- _Work request_:
Look through the lines below, find those with the word "secs", and copy them.

- _Material to process_:
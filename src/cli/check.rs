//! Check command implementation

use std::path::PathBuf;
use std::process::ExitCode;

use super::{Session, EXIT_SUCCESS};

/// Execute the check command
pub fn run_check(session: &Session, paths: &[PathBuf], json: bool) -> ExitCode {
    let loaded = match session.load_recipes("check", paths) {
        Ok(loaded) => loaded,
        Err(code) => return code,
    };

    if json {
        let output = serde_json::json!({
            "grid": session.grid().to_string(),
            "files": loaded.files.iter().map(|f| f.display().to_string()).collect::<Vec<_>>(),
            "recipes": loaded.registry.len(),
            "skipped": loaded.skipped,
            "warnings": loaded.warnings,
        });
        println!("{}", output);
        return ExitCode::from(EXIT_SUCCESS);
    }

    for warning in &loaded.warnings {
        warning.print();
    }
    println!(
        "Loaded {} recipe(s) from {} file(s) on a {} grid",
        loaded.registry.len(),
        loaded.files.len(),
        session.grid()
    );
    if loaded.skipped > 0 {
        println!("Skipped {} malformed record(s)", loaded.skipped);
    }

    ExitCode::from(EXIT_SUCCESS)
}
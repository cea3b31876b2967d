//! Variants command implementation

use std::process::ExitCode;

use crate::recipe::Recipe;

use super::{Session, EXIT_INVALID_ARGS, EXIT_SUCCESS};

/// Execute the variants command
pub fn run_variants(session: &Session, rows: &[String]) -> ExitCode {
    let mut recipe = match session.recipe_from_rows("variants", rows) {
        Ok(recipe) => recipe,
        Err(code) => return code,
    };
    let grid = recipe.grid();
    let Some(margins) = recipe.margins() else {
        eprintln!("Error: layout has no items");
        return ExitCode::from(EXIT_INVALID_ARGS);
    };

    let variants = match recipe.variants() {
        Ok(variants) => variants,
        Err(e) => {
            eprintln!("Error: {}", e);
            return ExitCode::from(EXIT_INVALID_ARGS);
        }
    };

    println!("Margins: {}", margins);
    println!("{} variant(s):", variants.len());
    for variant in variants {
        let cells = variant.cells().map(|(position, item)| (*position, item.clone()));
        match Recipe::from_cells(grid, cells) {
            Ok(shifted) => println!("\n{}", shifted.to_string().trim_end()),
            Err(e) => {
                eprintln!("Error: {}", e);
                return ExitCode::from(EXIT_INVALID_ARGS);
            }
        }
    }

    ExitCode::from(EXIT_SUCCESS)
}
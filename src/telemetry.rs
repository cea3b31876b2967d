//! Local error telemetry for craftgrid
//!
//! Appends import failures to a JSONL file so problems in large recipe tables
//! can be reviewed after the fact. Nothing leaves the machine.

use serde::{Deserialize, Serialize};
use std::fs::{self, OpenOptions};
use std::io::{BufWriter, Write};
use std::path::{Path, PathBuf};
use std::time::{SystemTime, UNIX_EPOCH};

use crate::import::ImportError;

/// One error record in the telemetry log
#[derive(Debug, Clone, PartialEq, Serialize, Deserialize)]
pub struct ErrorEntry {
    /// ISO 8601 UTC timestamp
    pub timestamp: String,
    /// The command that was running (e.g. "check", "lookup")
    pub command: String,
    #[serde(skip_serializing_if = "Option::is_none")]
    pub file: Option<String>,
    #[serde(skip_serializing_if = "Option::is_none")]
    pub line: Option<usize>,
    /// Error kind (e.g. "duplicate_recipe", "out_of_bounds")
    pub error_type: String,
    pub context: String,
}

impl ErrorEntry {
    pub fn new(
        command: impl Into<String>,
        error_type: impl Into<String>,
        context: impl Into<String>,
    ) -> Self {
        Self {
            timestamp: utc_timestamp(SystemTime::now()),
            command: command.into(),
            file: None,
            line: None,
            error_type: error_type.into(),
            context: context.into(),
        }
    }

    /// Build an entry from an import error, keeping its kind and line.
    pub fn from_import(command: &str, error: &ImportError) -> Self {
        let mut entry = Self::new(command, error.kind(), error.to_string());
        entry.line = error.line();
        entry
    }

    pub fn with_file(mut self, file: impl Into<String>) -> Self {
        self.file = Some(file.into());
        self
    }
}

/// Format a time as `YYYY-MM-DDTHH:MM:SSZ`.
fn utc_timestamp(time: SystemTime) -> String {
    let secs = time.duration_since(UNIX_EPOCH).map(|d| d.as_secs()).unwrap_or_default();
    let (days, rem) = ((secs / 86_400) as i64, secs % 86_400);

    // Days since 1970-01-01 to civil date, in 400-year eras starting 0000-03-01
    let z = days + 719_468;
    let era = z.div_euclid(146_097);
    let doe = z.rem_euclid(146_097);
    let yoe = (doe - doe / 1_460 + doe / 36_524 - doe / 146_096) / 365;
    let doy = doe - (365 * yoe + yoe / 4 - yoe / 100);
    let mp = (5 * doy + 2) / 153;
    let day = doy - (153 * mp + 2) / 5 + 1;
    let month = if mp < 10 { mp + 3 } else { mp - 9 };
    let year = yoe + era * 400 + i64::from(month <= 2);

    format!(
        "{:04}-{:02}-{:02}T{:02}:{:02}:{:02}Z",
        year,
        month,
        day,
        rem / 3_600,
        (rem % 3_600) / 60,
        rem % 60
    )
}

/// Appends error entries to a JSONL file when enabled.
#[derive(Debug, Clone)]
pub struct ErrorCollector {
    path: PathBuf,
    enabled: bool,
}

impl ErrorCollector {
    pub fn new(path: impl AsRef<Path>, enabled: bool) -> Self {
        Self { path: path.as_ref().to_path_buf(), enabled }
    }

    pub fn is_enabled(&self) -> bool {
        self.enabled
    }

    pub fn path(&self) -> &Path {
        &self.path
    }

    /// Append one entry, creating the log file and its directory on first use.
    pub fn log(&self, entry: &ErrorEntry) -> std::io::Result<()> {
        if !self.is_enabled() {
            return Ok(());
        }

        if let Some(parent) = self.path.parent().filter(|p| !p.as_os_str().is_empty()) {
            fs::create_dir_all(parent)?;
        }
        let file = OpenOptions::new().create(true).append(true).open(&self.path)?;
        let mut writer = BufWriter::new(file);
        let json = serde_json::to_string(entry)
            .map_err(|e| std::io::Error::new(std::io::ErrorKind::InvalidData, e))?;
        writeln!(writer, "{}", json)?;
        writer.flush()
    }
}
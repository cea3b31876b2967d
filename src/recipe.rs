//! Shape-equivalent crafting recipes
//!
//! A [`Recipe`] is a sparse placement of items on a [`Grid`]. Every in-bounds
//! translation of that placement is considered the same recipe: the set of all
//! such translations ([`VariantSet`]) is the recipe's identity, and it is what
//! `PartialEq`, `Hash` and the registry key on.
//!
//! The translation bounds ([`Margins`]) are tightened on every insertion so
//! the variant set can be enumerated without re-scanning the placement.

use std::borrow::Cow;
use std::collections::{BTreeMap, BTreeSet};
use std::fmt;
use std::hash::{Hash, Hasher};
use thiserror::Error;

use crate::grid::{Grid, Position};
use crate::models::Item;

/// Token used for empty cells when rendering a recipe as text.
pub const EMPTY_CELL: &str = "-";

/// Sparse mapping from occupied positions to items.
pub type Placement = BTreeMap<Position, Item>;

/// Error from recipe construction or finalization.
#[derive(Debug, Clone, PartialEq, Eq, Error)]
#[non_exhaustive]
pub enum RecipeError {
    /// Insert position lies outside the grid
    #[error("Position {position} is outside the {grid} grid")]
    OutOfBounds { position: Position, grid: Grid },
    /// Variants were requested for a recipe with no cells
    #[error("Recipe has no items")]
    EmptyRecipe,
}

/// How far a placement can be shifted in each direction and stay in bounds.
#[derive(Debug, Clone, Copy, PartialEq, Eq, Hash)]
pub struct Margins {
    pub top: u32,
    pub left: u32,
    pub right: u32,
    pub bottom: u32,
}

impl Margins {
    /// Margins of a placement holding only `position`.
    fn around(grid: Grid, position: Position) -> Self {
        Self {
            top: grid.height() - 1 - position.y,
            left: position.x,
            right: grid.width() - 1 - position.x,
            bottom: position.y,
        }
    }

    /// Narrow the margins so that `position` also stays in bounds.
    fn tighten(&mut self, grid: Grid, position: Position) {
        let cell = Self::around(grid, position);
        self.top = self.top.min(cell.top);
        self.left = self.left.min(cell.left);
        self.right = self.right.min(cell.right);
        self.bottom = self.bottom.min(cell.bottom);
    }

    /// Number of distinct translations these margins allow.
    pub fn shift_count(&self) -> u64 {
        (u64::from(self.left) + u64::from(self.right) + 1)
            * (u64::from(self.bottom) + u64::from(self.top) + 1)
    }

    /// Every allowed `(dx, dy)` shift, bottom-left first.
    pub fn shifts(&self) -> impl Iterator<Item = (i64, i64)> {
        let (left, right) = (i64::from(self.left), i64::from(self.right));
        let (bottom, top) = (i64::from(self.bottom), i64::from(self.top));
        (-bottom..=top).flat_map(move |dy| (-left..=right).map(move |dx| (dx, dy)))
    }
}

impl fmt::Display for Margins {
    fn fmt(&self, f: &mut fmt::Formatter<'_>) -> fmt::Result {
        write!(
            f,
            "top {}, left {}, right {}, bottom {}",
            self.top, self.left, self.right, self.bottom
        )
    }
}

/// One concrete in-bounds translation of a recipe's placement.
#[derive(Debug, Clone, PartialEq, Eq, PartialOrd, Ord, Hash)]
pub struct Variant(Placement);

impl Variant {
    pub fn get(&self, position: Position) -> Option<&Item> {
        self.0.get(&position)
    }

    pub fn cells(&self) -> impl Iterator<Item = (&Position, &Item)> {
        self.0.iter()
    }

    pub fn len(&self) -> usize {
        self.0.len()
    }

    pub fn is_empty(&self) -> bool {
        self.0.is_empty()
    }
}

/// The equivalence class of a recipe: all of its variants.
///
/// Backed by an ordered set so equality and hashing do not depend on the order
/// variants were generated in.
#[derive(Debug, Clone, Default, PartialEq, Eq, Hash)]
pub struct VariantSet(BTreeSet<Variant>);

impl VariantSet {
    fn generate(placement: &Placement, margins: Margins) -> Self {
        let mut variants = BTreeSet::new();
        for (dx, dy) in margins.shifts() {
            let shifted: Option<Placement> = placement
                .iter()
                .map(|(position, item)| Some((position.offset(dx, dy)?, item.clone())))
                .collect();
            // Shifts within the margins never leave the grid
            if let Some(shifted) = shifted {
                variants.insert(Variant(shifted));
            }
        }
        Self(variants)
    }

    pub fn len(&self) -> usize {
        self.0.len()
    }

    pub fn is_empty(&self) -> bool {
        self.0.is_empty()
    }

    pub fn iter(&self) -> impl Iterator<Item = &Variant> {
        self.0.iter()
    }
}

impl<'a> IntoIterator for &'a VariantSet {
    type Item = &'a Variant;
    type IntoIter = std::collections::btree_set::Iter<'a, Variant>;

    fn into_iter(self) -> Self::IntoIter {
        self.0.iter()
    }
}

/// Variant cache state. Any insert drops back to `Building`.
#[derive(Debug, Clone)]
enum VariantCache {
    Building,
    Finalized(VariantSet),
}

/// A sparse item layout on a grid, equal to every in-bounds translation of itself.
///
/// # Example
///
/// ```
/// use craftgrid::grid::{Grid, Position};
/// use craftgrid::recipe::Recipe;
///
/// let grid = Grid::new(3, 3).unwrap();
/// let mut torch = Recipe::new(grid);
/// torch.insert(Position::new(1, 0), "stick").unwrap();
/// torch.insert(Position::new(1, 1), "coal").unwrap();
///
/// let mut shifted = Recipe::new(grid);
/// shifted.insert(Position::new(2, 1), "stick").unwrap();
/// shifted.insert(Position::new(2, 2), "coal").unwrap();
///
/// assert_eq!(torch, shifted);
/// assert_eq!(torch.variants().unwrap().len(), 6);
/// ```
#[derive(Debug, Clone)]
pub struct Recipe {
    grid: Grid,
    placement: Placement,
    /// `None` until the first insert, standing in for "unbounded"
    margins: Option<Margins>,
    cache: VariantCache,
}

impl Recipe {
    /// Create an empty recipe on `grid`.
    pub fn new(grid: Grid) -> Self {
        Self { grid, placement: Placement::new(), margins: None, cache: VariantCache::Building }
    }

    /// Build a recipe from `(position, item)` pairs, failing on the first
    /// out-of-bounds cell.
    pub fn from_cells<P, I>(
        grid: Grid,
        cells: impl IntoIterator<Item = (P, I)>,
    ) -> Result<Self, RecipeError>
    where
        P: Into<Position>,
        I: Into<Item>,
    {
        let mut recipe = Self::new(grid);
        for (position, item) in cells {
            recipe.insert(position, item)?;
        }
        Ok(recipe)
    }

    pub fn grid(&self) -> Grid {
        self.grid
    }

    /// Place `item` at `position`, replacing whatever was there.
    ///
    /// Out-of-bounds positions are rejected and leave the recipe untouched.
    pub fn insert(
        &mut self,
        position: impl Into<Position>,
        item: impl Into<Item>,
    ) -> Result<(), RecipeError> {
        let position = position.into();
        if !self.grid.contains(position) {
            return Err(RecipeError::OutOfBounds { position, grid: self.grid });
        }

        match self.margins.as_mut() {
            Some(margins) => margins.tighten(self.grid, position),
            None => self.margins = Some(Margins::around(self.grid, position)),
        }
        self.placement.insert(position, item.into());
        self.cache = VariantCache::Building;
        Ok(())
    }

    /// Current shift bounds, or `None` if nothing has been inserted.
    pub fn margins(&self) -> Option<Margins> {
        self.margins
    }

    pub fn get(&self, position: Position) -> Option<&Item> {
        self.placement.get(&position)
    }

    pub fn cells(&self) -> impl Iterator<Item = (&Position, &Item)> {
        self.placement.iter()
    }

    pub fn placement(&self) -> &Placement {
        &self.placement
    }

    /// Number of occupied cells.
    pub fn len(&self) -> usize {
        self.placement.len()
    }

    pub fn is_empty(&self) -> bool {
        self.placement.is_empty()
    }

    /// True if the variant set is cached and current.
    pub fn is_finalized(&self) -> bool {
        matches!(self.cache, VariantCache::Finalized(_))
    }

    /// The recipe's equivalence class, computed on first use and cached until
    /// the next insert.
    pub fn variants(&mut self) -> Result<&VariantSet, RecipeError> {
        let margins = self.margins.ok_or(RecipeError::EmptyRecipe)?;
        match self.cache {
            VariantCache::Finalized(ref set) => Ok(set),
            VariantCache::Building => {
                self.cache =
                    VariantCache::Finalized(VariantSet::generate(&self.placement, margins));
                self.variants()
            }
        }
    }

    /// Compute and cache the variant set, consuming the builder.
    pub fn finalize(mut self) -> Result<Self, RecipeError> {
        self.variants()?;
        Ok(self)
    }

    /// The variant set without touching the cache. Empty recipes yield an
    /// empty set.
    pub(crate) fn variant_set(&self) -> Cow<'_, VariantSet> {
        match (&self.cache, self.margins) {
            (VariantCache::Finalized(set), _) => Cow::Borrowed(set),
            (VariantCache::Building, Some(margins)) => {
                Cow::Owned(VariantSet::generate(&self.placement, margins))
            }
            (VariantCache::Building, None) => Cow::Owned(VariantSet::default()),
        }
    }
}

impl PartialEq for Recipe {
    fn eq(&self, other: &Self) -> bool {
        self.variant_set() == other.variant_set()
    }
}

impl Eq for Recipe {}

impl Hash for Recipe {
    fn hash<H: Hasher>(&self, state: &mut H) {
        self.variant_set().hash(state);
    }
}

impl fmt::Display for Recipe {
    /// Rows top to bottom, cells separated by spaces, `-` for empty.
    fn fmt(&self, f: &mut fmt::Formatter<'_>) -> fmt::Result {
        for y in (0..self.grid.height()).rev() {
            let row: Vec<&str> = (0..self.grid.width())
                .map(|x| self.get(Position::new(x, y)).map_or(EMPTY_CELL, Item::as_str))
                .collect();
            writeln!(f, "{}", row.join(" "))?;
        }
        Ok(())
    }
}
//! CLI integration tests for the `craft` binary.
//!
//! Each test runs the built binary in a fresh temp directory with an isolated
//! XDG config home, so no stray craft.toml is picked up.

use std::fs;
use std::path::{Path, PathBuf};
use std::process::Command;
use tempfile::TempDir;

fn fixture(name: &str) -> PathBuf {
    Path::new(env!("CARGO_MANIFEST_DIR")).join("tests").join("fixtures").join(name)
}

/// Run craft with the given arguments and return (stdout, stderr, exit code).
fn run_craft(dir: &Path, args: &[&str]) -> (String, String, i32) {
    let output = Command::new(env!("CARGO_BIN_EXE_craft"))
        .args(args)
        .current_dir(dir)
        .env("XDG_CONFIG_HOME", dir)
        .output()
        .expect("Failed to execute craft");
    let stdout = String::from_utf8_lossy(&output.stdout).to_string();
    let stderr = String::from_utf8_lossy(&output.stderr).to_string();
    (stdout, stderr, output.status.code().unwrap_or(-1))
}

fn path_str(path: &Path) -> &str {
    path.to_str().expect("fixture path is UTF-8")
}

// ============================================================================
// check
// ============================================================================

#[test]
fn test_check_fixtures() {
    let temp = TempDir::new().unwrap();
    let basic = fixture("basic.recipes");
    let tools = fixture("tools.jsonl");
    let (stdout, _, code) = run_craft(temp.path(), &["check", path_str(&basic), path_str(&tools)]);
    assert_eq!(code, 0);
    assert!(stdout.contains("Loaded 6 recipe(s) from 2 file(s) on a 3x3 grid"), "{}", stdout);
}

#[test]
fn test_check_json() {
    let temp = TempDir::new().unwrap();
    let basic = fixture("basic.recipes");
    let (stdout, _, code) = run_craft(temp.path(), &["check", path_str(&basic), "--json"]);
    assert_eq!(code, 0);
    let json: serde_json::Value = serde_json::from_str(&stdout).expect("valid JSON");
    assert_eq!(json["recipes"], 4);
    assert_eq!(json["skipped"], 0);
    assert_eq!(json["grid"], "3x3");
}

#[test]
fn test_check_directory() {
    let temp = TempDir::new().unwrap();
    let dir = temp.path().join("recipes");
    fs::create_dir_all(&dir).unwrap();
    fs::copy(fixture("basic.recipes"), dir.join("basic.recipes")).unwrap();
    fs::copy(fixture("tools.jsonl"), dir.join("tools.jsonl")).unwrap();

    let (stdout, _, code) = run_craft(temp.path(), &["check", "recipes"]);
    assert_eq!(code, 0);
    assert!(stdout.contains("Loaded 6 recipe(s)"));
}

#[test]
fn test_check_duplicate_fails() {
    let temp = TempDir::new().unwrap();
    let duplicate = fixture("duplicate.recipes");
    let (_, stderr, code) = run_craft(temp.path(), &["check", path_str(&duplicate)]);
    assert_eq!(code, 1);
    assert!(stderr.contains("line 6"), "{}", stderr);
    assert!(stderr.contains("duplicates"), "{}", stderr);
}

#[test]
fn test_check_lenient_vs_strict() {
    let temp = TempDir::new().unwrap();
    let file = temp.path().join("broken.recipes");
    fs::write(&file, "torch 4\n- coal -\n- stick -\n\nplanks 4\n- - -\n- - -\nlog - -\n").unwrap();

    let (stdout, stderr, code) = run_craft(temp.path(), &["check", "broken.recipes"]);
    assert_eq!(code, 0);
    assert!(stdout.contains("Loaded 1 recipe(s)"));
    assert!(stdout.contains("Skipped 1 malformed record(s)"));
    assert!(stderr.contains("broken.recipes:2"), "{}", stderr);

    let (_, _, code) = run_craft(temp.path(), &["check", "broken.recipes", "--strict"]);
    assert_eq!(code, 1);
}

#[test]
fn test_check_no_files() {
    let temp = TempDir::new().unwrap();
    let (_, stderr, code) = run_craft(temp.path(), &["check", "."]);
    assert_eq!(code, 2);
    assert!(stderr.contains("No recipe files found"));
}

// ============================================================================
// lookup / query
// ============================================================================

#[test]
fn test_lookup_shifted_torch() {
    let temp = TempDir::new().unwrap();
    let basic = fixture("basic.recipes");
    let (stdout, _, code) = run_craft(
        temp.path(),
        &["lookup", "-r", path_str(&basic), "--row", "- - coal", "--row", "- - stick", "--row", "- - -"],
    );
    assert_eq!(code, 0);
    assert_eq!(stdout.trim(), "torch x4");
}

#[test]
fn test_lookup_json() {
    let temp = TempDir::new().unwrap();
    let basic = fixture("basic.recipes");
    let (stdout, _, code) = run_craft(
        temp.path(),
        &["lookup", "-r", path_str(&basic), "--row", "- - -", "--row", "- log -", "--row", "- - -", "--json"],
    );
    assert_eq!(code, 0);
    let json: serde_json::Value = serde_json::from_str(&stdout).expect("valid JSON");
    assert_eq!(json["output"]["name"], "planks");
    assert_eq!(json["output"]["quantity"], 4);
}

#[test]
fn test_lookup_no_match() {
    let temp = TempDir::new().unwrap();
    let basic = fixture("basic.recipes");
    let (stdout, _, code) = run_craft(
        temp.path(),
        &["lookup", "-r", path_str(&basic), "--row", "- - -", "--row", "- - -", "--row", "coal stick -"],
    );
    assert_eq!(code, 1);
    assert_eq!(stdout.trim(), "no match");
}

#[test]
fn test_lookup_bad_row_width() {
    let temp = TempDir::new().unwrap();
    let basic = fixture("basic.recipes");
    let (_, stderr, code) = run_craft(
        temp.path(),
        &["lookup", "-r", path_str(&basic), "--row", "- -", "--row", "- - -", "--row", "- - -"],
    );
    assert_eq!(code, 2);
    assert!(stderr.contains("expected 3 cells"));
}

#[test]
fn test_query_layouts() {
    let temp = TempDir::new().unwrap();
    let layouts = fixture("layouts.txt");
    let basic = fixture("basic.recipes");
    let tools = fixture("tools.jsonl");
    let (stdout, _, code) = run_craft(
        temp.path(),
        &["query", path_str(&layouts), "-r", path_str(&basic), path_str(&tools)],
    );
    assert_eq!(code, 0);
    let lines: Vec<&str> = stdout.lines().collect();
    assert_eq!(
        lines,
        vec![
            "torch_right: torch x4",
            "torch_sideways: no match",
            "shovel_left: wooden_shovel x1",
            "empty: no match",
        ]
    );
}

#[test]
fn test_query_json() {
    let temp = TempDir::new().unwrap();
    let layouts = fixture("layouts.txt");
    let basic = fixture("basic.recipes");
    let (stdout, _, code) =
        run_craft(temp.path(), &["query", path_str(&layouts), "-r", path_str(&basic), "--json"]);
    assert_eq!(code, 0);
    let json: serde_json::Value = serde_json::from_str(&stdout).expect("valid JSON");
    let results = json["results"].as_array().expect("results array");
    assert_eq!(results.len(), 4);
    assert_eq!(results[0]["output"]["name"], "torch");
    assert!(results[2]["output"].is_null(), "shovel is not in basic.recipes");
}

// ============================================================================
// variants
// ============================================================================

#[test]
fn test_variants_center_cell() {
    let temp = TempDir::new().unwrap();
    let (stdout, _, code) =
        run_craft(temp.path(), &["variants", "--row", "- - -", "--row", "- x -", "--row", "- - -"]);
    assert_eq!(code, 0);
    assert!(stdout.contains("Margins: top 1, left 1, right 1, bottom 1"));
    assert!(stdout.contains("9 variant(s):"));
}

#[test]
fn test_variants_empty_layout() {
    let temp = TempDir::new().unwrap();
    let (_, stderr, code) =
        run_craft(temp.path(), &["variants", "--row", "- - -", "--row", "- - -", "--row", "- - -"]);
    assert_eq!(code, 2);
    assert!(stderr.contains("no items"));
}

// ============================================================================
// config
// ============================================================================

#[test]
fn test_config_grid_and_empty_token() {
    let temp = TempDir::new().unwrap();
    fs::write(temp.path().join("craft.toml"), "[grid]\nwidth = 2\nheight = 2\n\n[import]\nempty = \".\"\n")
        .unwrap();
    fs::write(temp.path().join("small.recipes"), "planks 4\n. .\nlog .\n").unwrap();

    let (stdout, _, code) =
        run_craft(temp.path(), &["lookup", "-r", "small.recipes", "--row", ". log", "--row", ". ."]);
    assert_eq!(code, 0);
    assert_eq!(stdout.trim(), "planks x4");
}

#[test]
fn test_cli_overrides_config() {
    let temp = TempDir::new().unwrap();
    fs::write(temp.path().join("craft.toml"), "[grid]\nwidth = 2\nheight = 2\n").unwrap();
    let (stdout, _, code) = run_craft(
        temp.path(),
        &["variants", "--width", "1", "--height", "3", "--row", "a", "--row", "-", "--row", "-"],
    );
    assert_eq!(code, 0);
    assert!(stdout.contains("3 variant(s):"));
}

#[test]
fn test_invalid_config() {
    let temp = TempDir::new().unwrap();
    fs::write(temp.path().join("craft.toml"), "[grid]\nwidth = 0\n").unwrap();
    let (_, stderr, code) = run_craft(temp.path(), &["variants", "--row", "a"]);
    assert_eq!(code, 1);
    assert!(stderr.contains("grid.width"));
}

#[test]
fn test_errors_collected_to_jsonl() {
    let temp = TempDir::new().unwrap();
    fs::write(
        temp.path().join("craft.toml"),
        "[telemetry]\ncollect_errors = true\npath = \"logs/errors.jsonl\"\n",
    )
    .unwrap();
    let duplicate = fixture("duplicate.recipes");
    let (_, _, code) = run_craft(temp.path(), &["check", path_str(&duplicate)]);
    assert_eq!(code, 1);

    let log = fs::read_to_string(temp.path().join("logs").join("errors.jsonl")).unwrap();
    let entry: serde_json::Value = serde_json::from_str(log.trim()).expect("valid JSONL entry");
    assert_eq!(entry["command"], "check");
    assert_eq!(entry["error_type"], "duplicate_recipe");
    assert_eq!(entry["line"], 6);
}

- _Task answer_:
    let secs = time.duration_since(UNIX_EPOCH).map(|d| d.as_secs()).unwrap_or_default();
    let (days, rem) = ((secs / 86_400) as i64, secs % 86_400);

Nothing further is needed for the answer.